Settling for Scores

In 1979, the psychologist Donald Campbell proposed an axiom. “The more any quantitative social indicator is used for social decision-making,” he wrote, “the more subject it will be to corruption pressures and the more apt it will be to distort and corrupt the social processes it is intended to monitor.” He also wrote: “Achievement tests may well be valuable indicators of general school achievement under conditions of normal teaching aimed at general competence. But when test scores become the goal of the teaching process, they both lose their value as indicators of educational status and distort the educational process in undesirable ways.”

Put simply, when the measure becomes the goal, and when people are punished or rewarded for meeting or not meeting the goal, the measure is corrupted. As Richard Rothstein has shown in his superb monograph, “Holding Accountability to Account,” tying high stakes to measurable goals affects behavior in negative ways in every field, not just education. Judge heart surgeons by the mortality rate of their patients, and they will turn away risky patients. The classic (and probably apocryphal) illustrations of Campbell’s law come from the Soviet Union. When workers were told that they must produce as many nails as possible, they produced vast quantities of tiny and useless nails. When told they would be evaluated by the weight of the nails, they produced enormous and useless nails. The lesson of Campbell’s law: Do not attach high stakes to evaluations, or both the measure and the outcome will become fraudulent.

For the last 16 years, American education has been trapped, stifled, strangled by standardized testing. Or, to be more precise, by federal and state legislators’ obsession with standardized testing. The pressure to raise test scores has produced predictable corruption: Test scores were inflated by test preparation focused on what was likely to be on the test. Some administrators gamed the system by excluding low-scoring students from the tested population; some teachers and administrators cheated; some schools dropped other subjects so that more time could be devoted to the tested subjects.

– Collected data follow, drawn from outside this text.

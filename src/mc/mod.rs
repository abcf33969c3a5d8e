// This module is the machine-code layer: the flat instruction form that the
// textual printer and binary encoder consume, plus the lowering step that
// produces it from the legalized IR. An McInst is an opcode with a plain
// operand list and no def slot; when an instruction defines a result, the
// result id is operand 0, which keeps fixed-operand index arithmetic
// identical between the descriptor table and both emitters. Operands are
// down to three kinds by this point: ids, integer immediates and
// floating-point immediates. Symbolic references (function names, block
// references, extended-set immediates) are resolved by lowering before an
// McInst exists.

//! Flat machine instructions shared by the printer and encoder.

pub mod emit;
pub mod encoder;
pub mod lower;
pub mod printer;

use crate::spv::Opcode;

/// One operand of a flat instruction.
#[derive(Debug, Clone, Copy, PartialEq)]
pub enum McOperand {
    /// Module-level id. Emitted 1-based in both output forms.
    Id(u32),
    /// Integer literal word (including packed string words and enum values).
    Imm(i64),
    /// Floating-point literal.
    FpImm(f64),
}

/// A flat instruction. Operand 0 is the result id when the opcode's
/// descriptor starts with a def.
#[derive(Debug, Clone, PartialEq)]
pub struct McInst {
    pub opcode: Opcode,
    pub operands: Vec<McOperand>,
}

impl McInst {
    pub fn new(opcode: Opcode) -> Self {
        Self {
            opcode,
            operands: Vec::new(),
        }
    }

    pub fn with_operands(mut self, operands: Vec<McOperand>) -> Self {
        self.operands = operands;
        self
    }

    pub fn push_id(&mut self, id: u32) {
        self.operands.push(McOperand::Id(id));
    }

    pub fn push_imm(&mut self, imm: i64) {
        self.operands.push(McOperand::Imm(imm));
    }

    /// Id value at operand index `k`, if that operand is an id.
    pub fn id_at(&self, k: usize) -> Option<u32> {
        match self.operands.get(k) {
            Some(McOperand::Id(v)) => Some(*v),
            _ => None,
        }
    }

    /// Immediate value at operand index `k`, if that operand is an imm.
    pub fn imm_at(&self, k: usize) -> Option<i64> {
        match self.operands.get(k) {
            Some(McOperand::Imm(v)) => Some(*v),
            _ => None,
        }
    }
}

In his new book, Daniel Koretz, an eminent testing expert at Harvard University, has skillfully dissected the multiple negative consequences of the education reforms of the 2000s, most of them unintended. His title, The Testing Charade: Pretending to Make Schools Better, sums up his conclusion that the reform movement failed badly because of its devotion to high-stakes testing as the infallible measure of educational quality. Koretz says the results of the testing inflated scores and were not valid. But reformers did not withdraw their support for testing even when the harm it inflicted on children and public schools became evident. Some were ignorant of the evidence of failure; others believed tests provided valuable information, despite the corruption of the data by high stakes. Since federal law required states to label schools with low scores as failing, and since those schools were often turned into charter schools, a whole industry benefited from this system—even though the same measures labeled many charters as failing, too. The Every Student Succeeds Act (ESSA), passed in 2015, still requires that every child be tested every year—a practice unknown in any high-performing nation.

Legislators’ and policymakers’ obsession with testing has been locked into place since January 8, 2002, when President George W. Bush signed into law his signature domestic legislation, the No Child Left Behind Act. Before NCLB, every state had its own tests and its own accountability measures, but none was as harsh, punitive, and unrealistic as NCLB. None required every school to reach 100 percent proficiency or face mass firings or closure or both.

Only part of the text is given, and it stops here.